WHAT IS EXPECTED:
Find the lines below that contain "Deserialize" and tally them. Return only the total.

SUPPLIED RECORDS:
________________________

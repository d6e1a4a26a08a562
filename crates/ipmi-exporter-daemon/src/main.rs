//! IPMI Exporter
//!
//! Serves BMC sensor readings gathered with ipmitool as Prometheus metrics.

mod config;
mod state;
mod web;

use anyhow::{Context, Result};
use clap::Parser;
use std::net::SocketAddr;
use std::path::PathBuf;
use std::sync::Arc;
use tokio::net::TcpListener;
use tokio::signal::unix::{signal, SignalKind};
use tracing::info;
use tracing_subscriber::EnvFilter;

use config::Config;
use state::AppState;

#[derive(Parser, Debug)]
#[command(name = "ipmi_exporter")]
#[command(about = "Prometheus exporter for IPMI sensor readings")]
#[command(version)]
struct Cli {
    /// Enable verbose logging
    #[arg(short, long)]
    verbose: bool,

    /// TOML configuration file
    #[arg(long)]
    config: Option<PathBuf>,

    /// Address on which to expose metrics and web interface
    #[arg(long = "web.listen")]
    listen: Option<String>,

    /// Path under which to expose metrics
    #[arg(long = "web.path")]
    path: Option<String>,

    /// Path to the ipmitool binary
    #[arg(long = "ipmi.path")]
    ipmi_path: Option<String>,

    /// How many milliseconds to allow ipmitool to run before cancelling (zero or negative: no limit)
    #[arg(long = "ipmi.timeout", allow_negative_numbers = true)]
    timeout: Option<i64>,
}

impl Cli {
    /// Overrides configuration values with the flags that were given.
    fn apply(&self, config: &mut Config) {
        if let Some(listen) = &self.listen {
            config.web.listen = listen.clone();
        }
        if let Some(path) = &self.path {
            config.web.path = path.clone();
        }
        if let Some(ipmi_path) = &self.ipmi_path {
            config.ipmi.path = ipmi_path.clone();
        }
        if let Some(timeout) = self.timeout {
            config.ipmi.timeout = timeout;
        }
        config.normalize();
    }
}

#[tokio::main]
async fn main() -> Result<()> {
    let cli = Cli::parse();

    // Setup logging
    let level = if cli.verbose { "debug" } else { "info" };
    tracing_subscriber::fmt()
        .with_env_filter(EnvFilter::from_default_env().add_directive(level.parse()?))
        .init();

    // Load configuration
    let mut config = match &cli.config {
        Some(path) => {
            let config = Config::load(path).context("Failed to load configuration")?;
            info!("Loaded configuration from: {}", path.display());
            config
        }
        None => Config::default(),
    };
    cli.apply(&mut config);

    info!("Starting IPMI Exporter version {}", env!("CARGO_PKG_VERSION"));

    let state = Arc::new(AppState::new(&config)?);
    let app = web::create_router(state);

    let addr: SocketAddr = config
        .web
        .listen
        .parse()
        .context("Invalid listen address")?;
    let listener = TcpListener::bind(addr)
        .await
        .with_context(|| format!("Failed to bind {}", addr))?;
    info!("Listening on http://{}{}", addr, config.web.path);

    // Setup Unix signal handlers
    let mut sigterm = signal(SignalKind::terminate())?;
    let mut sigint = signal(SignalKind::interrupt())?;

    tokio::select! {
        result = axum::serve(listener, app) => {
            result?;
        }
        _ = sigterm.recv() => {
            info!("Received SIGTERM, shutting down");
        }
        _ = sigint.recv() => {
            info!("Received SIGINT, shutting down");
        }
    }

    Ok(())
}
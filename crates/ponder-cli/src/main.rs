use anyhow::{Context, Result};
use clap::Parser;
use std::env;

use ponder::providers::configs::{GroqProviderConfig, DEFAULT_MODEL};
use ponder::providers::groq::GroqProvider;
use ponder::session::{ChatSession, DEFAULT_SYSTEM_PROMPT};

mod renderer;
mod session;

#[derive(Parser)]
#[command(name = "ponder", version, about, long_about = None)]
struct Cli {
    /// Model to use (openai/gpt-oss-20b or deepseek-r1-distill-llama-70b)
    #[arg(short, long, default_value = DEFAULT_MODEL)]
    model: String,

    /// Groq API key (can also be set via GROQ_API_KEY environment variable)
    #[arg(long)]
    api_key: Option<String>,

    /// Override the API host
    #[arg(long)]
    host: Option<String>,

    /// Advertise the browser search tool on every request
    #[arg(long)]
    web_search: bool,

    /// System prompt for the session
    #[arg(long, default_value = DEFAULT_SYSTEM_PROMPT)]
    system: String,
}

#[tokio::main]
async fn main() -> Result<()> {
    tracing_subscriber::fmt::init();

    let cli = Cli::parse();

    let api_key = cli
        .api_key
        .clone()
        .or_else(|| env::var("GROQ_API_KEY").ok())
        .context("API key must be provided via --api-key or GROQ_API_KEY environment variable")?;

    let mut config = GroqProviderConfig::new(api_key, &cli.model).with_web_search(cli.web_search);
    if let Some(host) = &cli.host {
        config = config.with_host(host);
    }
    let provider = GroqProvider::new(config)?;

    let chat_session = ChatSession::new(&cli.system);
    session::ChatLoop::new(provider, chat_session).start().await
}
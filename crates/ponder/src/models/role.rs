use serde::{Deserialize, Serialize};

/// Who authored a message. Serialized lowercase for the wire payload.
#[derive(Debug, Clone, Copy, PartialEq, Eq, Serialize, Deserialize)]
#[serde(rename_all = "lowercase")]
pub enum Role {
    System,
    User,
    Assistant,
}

________________________

RESULT BELOW:
2